[Stored data]
::::
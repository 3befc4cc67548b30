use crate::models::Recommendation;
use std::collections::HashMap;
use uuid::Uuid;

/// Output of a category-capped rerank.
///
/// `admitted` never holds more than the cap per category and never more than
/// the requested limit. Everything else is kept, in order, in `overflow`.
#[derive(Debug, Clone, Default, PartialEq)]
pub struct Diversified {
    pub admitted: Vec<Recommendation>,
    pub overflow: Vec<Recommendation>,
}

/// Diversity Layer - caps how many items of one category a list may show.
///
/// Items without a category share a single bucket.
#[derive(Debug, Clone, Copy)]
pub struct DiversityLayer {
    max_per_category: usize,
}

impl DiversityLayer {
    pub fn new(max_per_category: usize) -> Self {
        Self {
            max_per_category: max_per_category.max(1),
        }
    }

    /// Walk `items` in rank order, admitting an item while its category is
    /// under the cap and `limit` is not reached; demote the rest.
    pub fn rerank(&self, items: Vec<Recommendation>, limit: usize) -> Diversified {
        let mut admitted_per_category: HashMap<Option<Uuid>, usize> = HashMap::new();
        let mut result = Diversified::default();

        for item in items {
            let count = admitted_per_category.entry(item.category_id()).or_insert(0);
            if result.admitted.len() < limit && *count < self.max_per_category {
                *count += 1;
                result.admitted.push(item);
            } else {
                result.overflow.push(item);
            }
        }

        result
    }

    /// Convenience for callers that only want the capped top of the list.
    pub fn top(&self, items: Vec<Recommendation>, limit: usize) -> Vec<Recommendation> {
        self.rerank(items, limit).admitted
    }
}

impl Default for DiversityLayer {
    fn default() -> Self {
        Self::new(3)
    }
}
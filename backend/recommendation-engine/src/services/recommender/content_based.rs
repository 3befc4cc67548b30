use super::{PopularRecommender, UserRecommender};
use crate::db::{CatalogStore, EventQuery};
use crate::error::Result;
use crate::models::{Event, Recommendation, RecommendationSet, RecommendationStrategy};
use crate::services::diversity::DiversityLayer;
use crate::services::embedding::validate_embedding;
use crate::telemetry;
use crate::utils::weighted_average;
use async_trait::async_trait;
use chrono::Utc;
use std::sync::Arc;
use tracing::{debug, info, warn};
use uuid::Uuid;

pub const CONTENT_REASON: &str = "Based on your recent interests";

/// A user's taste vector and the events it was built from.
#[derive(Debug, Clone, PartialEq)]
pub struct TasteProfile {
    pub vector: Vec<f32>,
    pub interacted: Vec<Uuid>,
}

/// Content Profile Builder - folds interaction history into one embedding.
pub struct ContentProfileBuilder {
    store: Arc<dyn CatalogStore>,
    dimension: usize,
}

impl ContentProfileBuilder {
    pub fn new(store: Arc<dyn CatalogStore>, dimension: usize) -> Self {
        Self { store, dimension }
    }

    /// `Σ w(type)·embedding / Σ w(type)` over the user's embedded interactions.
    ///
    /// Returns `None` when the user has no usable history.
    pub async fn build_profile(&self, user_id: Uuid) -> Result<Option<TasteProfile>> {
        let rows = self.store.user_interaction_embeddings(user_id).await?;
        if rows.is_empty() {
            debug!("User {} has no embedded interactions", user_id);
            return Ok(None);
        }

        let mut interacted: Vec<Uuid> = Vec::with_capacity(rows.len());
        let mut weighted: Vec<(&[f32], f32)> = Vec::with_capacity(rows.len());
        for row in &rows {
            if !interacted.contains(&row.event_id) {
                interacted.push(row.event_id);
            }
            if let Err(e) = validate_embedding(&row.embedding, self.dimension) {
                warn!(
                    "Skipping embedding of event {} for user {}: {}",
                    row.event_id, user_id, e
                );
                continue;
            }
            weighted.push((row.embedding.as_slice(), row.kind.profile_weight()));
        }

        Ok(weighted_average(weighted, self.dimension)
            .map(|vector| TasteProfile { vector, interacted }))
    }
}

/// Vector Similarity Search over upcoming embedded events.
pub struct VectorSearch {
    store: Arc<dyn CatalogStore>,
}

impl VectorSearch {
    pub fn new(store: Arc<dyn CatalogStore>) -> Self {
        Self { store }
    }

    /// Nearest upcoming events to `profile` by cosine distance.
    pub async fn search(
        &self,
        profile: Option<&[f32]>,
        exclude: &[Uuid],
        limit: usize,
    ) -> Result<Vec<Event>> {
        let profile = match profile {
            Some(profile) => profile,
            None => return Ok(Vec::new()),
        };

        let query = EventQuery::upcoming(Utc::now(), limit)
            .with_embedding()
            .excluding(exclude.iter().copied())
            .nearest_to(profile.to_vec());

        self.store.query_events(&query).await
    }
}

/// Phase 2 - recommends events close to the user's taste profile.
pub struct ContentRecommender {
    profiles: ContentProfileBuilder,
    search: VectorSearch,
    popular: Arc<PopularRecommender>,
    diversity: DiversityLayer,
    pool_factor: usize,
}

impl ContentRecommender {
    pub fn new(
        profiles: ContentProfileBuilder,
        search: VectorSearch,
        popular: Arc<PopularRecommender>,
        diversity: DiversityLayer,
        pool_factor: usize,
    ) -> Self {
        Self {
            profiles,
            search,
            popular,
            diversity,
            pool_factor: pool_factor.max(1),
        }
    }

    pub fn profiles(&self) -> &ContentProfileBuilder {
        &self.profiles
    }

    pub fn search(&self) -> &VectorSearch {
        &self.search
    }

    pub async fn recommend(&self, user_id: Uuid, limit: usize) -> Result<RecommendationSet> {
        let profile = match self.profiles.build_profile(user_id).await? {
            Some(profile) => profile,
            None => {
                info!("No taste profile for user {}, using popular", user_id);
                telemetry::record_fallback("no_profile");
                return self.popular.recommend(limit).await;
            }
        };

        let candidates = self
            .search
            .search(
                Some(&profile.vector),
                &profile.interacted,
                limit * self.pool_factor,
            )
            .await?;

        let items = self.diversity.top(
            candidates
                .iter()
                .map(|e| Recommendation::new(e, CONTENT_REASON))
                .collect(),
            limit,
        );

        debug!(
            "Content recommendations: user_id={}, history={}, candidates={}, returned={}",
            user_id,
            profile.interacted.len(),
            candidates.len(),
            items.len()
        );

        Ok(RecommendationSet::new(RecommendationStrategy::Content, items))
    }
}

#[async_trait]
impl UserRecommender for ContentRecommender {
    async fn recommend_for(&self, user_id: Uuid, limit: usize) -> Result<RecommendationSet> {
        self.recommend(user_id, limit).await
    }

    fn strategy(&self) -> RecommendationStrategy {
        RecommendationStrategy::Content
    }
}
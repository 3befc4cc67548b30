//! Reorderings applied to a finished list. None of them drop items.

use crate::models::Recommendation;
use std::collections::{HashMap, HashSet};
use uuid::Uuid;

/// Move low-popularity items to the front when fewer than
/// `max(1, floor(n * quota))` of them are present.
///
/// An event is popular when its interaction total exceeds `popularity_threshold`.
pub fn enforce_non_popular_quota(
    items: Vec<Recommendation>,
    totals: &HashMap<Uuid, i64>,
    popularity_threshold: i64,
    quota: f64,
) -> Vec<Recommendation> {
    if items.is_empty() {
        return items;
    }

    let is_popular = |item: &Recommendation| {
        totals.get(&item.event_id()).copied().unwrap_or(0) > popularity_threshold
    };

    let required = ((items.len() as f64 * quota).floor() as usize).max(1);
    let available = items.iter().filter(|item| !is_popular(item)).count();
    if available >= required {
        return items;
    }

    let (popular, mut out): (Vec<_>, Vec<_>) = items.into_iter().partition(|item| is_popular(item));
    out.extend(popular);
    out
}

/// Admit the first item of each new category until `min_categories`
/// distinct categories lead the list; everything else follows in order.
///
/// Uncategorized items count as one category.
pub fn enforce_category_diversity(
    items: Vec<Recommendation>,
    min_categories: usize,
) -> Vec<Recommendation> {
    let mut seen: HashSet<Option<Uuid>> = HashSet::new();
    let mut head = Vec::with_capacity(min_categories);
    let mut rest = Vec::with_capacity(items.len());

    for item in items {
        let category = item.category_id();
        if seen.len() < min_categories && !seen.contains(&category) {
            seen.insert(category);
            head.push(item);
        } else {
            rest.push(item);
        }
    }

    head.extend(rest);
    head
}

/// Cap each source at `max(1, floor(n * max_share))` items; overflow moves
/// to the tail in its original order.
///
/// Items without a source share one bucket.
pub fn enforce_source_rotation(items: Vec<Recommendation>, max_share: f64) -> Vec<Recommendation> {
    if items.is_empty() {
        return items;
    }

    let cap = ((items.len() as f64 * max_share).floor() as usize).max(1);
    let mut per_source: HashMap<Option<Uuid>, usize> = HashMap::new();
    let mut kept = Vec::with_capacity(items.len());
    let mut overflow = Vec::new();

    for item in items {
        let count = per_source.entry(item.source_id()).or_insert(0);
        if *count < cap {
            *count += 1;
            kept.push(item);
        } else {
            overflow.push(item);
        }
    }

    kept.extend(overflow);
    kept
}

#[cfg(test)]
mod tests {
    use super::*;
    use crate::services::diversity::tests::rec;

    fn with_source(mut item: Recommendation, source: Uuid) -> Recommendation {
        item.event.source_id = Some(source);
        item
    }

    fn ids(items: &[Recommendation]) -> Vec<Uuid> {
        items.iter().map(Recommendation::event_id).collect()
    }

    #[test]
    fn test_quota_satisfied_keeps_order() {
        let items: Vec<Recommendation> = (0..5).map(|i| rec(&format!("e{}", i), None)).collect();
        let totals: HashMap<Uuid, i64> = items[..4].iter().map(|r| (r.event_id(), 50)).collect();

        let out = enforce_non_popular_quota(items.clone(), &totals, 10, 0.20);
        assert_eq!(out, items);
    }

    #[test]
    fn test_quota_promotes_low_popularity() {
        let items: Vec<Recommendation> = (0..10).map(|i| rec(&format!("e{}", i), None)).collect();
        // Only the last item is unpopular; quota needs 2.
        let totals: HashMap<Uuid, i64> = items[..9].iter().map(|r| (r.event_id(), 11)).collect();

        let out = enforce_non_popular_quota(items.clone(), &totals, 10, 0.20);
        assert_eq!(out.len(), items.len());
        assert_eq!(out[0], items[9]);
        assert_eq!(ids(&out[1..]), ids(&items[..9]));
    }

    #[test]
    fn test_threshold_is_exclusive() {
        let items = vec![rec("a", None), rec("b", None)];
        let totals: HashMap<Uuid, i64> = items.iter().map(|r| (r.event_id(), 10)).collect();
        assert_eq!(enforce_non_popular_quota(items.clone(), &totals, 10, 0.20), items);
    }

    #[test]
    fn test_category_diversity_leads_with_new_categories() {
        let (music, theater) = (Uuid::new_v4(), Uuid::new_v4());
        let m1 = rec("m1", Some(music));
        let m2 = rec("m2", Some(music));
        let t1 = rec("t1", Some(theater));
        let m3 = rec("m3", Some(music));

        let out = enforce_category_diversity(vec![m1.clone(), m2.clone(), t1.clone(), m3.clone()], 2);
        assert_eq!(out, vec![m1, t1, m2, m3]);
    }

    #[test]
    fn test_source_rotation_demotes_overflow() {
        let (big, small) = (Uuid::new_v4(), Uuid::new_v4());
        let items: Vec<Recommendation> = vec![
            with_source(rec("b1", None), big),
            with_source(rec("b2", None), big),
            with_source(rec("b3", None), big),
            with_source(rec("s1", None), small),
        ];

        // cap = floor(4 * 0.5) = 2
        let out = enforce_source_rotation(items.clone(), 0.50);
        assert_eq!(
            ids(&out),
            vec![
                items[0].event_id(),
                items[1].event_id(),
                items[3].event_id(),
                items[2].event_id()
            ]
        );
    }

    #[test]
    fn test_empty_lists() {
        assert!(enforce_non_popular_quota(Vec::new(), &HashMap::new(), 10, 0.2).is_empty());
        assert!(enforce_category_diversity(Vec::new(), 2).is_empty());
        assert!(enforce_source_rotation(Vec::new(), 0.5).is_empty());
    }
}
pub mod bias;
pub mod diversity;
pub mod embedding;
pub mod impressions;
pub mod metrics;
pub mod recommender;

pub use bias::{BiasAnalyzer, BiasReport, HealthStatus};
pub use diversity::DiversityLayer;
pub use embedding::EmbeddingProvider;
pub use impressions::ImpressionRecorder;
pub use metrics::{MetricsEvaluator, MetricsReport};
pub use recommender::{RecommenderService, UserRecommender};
::::
Output exactly the span of lines beginning at the first line of the records and ending at the line that holds "never more than", inclusive, with no other text.

repository 3befc4cc67548b30
use crate::models::Recommendation;
use std::collections::HashMap;
use uuid::Uuid;

/// Output of a category-capped rerank.
///
/// `admitted` never holds more than the cap per category and never more than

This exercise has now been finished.